So, everyone has a story, here’s a small part of mine. If there is one thing that helps define who I am or what’s important to me, it’s this truth.
I am a woman of faith.
I yearn, strive and live desiring a relationship with Him. It’s not something I impose on others, however, it’s just such a part of who I am. I have found as I grow closer to God, my life becomes so much more real and open. I am safe.
I am devoted to family.
I am a wife, mother and daughter. If I could sum up my purpose it would be to leave a legacy. To develop, provide and grow in ways so that I can share it with those I love the most. Am I perfect in this? By no means, far from it! This truth is deep within my being.
Finally, I have come to accept this truth recently, I am sick.

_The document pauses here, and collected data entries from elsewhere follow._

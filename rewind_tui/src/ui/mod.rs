//! UI rendering using ratatui.

mod board;

use crate::app::App;
use ratatui::{
    layout::{Alignment, Constraint, Direction, Layout, Rect},
    style::{Color, Modifier, Style},
    widgets::{Block, Borders, List, ListItem, Paragraph},
    Frame,
};
use rewind_tictactoe::GameView;

pub use board::render_board;

/// Draws the main UI.
pub fn draw(f: &mut Frame, app: &App) {
    let view = app.view();

    let chunks = Layout::default()
        .direction(Direction::Vertical)
        .constraints([
            Constraint::Length(3),
            Constraint::Min(0),
            Constraint::Length(3),
            Constraint::Length(3),
        ])
        .split(f.area());

    let title = Paragraph::new("Rewind Tic-Tac-Toe")
        .style(Style::default().fg(Color::Cyan).add_modifier(Modifier::BOLD))
        .alignment(Alignment::Center)
        .block(Block::default().borders(Borders::ALL));
    f.render_widget(title, chunks[0]);

    let middle = Layout::default()
        .direction(Direction::Horizontal)
        .constraints([Constraint::Percentage(60), Constraint::Percentage(40)])
        .split(chunks[1]);

    render_board(f, middle[0], &view, app.cell_cursor());
    render_moves(f, middle[1], &view);

    let status = Paragraph::new(view.status.to_string())
        .style(Style::default().fg(Color::Yellow))
        .alignment(Alignment::Center)
        .block(Block::default().borders(Borders::ALL).title("Status"));
    f.render_widget(status, chunks[2]);

    let help = Paragraph::new(
        "1-9 or arrows+Enter: place | PgUp/PgDn/Home/End: history | T: order | R: restart | Q: quit",
    )
    .style(Style::default().fg(Color::DarkGray))
    .alignment(Alignment::Center)
    .block(Block::default().borders(Borders::ALL));
    f.render_widget(help, chunks[3]);
}

/// Renders the move-history list, bolding the active step.
fn render_moves(f: &mut Frame, area: Rect, view: &GameView) {
    let items: Vec<ListItem> = view
        .moves
        .iter()
        .map(|entry| {
            let style = if entry.is_current {
                Style::default().fg(Color::Cyan).add_modifier(Modifier::BOLD)
            } else {
                Style::default()
            };
            ListItem::new(entry.label.clone()).style(style)
        })
        .collect();

    let list = List::new(items).block(Block::default().borders(Borders::ALL).title("Moves"));
    f.render_widget(list, area);
}
//! Single-step invariant: adjacent snapshots differ in exactly one cell.

use super::Invariant;
use crate::position::Position;
use crate::session::GameSession;
use crate::types::Square;

/// Invariant: every snapshot extends its predecessor by one move.
///
/// For each history entry n >= 1, exactly one cell differs from entry n-1,
/// and that cell goes from empty to occupied. Squares are never overwritten
/// or cleared between snapshots.
pub struct SingleStepInvariant;

impl Invariant<GameSession> for SingleStepInvariant {
    fn holds(session: &GameSession) -> bool {
        session.history().windows(2).all(|pair| {
            let (prev, next) = (&pair[0], &pair[1]);

            let mut changed = 0;
            for pos in Position::ALL {
                if prev.get(pos) == next.get(pos) {
                    continue;
                }
                changed += 1;
                let filled = prev.get(pos) == Square::Empty
                    && matches!(next.get(pos), Square::Occupied(_));
                if !filled {
                    return false;
                }
            }

            changed == 1
        })
    }

    fn description() -> &'static str {
        "Adjacent snapshots differ in exactly one cell, empty to occupied"
    }
}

I have battled many physical things through the years, some rather serious, others not so. Just the same, it seems to be my “thorn in the flesh,” literally. I never was sick, especially growing up athletic and involved in sports and fun activiites. But it happens, it’s life. We each are dealt circumstances to deal with, and mine just happen to come upon me in a physical way, keeping me dependent on others, and on God, rather than myself.
Hence, I come full circle.
Whom I desire the most, God, is who upholds me. Am I always faithful? Absolutely not!
Yet my desires remain the same, to be a woman of God in His presence, to be devoted to my family and leave a legacy for the generations that follow me.
That’s a bit of my story, care to share yours?